(Available records Opens)

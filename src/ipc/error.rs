use serde_json::json;

use crate::error::CalcError;

pub fn ok(id: &str, result: serde_json::Value) -> serde_json::Value {
    json!({
        "id": id,
        "ok": true,
        "result": result
    })
}

pub fn err(
    id: &str,
    code: &str,
    message: impl Into<String>,
    details: Option<serde_json::Value>,
) -> serde_json::Value {
    let mut error = json!({
        "code": code,
        "message": message.into(),
    });
    if let Some(d) = details {
        error["details"] = d;
    }
    json!({
        "id": id,
        "ok": false,
        "error": error,
    })
}

pub fn calc_err(id: &str, e: CalcError) -> serde_json::Value {
    err(id, &e.code, e.message, e.details)
}
use serde_json::json;
use std::io::{BufRead, BufReader, Write};
use std::path::PathBuf;
use std::process::{Child, ChildStdin, ChildStdout, Command, Stdio};
use std::time::{SystemTime, UNIX_EPOCH};

fn temp_dir(prefix: &str) -> PathBuf {
    let p = std::env::temp_dir().join(format!(
        "{}-{}",
        prefix,
        SystemTime::now()
            .duration_since(UNIX_EPOCH)
            .expect("clock")
            .as_nanos()
    ));
    std::fs::create_dir_all(&p).expect("create temp dir");
    p
}

fn spawn_sidecar() -> (Child, ChildStdin, BufReader<ChildStdout>) {
    let exe = env!("CARGO_BIN_EXE_gradebookd");
    let mut child = Command::new(exe)
        .env_remove("GRADEBOOKD_CONFIG")
        .stdin(Stdio::piped())
        .stdout(Stdio::piped())
        .stderr(Stdio::null())
        .spawn()
        .expect("spawn gradebookd");
    let stdin = child.stdin.take().expect("child stdin");
    let stdout = child.stdout.take().expect("child stdout");
    (child, stdin, BufReader::new(stdout))
}

fn request(
    stdin: &mut ChildStdin,
    reader: &mut BufReader<ChildStdout>,
    id: &str,
    method: &str,
    params: serde_json::Value,
) -> serde_json::Value {
    let payload = json!({
        "id": id,
        "method": method,
        "params": params,
    });
    writeln!(stdin, "{}", payload).expect("write request");
    stdin.flush().expect("flush request");

    let mut line = String::new();
    reader.read_line(&mut line).expect("read response line");
    assert!(!line.trim().is_empty(), "empty response for {}", method);
    let value: serde_json::Value = serde_json::from_str(line.trim()).expect("parse response json");
    assert_eq!(value.get("id").and_then(|v| v.as_str()), Some(id));
    value
}

fn request_ok(
    stdin: &mut ChildStdin,
    reader: &mut BufReader<ChildStdout>,
    id: &str,
    method: &str,
    params: serde_json::Value,
) -> serde_json::Value {
    let value = request(stdin, reader, id, method, params);
    assert!(
        value.get("ok").and_then(|v| v.as_bool()).unwrap_or(false),
        "{} failed: {}",
        method,
        value
    );
    value.get("result").cloned().unwrap_or_else(|| json!({}))
}

fn error_code(value: &serde_json::Value) -> &str {
    assert_eq!(value.get("ok").and_then(|v| v.as_bool()), Some(false));
    value
        .get("error")
        .and_then(|e| e.get("code"))
        .and_then(|v| v.as_str())
        .expect("error.code")
}

fn spawn_sidecar_with_config(path: &PathBuf) -> (Child, ChildStdin, BufReader<ChildStdout>) {
    let exe = env!("CARGO_BIN_EXE_gradebookd");
    let mut child = Command::new(exe)
        .env("GRADEBOOKD_CONFIG", path)
        .stdin(Stdio::piped())
        .stdout(Stdio::piped())
        .stderr(Stdio::null())
        .spawn()
        .expect("spawn gradebookd");
    let stdin = child.stdin.take().expect("child stdin");
    let stdout = child.stdout.take().expect("child stdout");
    (child, stdin, BufReader::new(stdout))
}

fn one_student_with_missing_work() -> serde_json::Value {
    json!({
        "periods": [
            { "id": "q1", "name": "Quarter 1", "weight": 100.0,
              "startDate": "2026-09-01", "endDate": "2026-11-15" }
        ],
        "categories": [ { "id": "hw", "name": "Homework", "weight": 100.0 } ],
        "tasks": [
            { "id": "a1", "categoryId": "hw", "periodId": "q1", "maxPoints": 10.0, "dueDate": "2026-09-10" },
            { "id": "a2", "categoryId": "hw", "periodId": "q1", "maxPoints": 10.0, "dueDate": "2026-09-20" },
            { "id": "a3", "categoryId": "hw", "periodId": "q1", "maxPoints": 10.0, "dueDate": "2026-11-01" }
        ],
        "scores": [ { "studentId": "s1", "taskId": "a1", "earned": 9.0 } ]
    })
}

fn final_avg(summary: &serde_json::Value) -> f64 {
    summary["finalAverage"].as_f64().expect("finalAverage")
}

#[test]
fn missing_as_zero_override_changes_results_and_can_be_cleared() {
    let (mut child, mut stdin, mut reader) = spawn_sidecar();
    let _ = request_ok(
        &mut stdin,
        &mut reader,
        "1",
        "gradebook.set",
        json!({ "gradebook": one_student_with_missing_work() }),
    );

    // Missing work is left out by default: 9 / 10.
    let base = request_ok(
        &mut stdin,
        &mut reader,
        "2",
        "calc.studentSummary",
        json!({ "studentId": "s1" }),
    );
    assert!((final_avg(&base) - 90.0).abs() < 1e-9);

    let updated = request_ok(
        &mut stdin,
        &mut reader,
        "3",
        "calc.config.update",
        json!({ "treatMissingAsZero": true }),
    );
    assert_eq!(updated["hasOverride"], json!(true));
    assert_eq!(updated["config"]["treatMissingAsZero"], json!(true));

    let forced = request_ok(
        &mut stdin,
        &mut reader,
        "4",
        "calc.studentSummary",
        json!({ "studentId": "s1" }),
    );
    assert!((final_avg(&forced) - 30.0).abs() < 1e-9);

    // Per-request layer: a3 is not due yet on this date.
    let as_of = request_ok(
        &mut stdin,
        &mut reader,
        "5",
        "calc.studentSummary",
        json!({ "studentId": "s1", "config": { "asOf": "2026-10-01" } }),
    );
    assert!((final_avg(&as_of) - 45.0).abs() < 1e-9);

    let cleared = request_ok(
        &mut stdin,
        &mut reader,
        "6",
        "calc.config.clearOverride",
        json!({}),
    );
    assert_eq!(cleared["hasOverride"], json!(false));
    let reverted = request_ok(
        &mut stdin,
        &mut reader,
        "7",
        "calc.studentSummary",
        json!({ "studentId": "s1" }),
    );
    assert!((final_avg(&reverted) - 90.0).abs() < 1e-9);

    let bad = request(
        &mut stdin,
        &mut reader,
        "8",
        "calc.config.update",
        json!({ "weightTolerance": "wide" }),
    );
    assert_eq!(error_code(&bad), "bad_params");

    drop(stdin);
    let _ = child.wait();
}

#[test]
fn request_null_as_of_clears_session_date() {
    let (mut child, mut stdin, mut reader) = spawn_sidecar();
    let _ = request_ok(
        &mut stdin,
        &mut reader,
        "1",
        "gradebook.set",
        json!({ "gradebook": one_student_with_missing_work() }),
    );
    let _ = request_ok(
        &mut stdin,
        &mut reader,
        "2",
        "calc.config.update",
        json!({ "treatMissingAsZero": true, "asOf": "2026-10-01" }),
    );

    let session = request_ok(
        &mut stdin,
        &mut reader,
        "3",
        "calc.studentSummary",
        json!({ "studentId": "s1" }),
    );
    assert!((final_avg(&session) - 45.0).abs() < 1e-9);

    // null drops the date for this request, so a3 counts as zero again.
    let cleared = request_ok(
        &mut stdin,
        &mut reader,
        "4",
        "calc.studentSummary",
        json!({ "studentId": "s1", "config": { "asOf": null } }),
    );
    assert!((final_avg(&cleared) - 30.0).abs() < 1e-9);

    let updated = request_ok(
        &mut stdin,
        &mut reader,
        "5",
        "calc.config.update",
        json!({ "asOf": null }),
    );
    assert!(updated["config"].get("asOf").is_none());
    assert_eq!(updated["config"]["treatMissingAsZero"], json!(true));

    drop(stdin);
    let _ = child.wait();
}

#[test]
fn startup_config_file_sets_base_layer() {
    let dir = temp_dir("gradebookd-config-file");
    let cfg_path = dir.join("calc.json");
    std::fs::write(&cfg_path, r#"{ "roff": true, "weightTolerance": 0.5 }"#).expect("write cfg");

    let (mut child, mut stdin, mut reader) = spawn_sidecar_with_config(&cfg_path);
    let cfg = request_ok(&mut stdin, &mut reader, "1", "calc.config.get", json!({}));
    assert_eq!(cfg["config"]["roff"], json!(true));
    assert_eq!(cfg["config"]["weightTolerance"], json!(0.5));
    assert_eq!(cfg["config"]["treatMissingAsZero"], json!(false));
    assert_eq!(cfg["hasOverride"], json!(false));

    let mut gb = one_student_with_missing_work();
    gb["scores"] = json!([
        { "studentId": "s1", "taskId": "a1", "earned": 1.0 },
        { "studentId": "s1", "taskId": "a2", "earned": 1.0 },
        { "studentId": "s1", "taskId": "a3", "earned": 0.0 }
    ]);
    let _ = request_ok(&mut stdin, &mut reader, "2", "gradebook.set", json!({ "gradebook": gb }));
    let summary = request_ok(
        &mut stdin,
        &mut reader,
        "3",
        "calc.studentSummary",
        json!({ "studentId": "s1" }),
    );
    // 2 / 30 = 6.666..., rounded for display.
    assert_eq!(summary["finalAverage"], json!(6.7));

    drop(stdin);
    let _ = child.wait();
    let _ = std::fs::remove_dir_all(dir);
}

(Available records Closes)

Pull every line containing "ChildStdin" out of the material and copy it.

use std::process::{Child, ChildStdin, ChildStdout, Command, Stdio};
fn spawn_sidecar() -> (Child, ChildStdin, BufReader<ChildStdout>) {
    stdin: &mut ChildStdin,
    stdin: &mut ChildStdin,
fn spawn_sidecar_with_config(path: &PathBuf) -> (Child, ChildStdin, BufReader<ChildStdout>) {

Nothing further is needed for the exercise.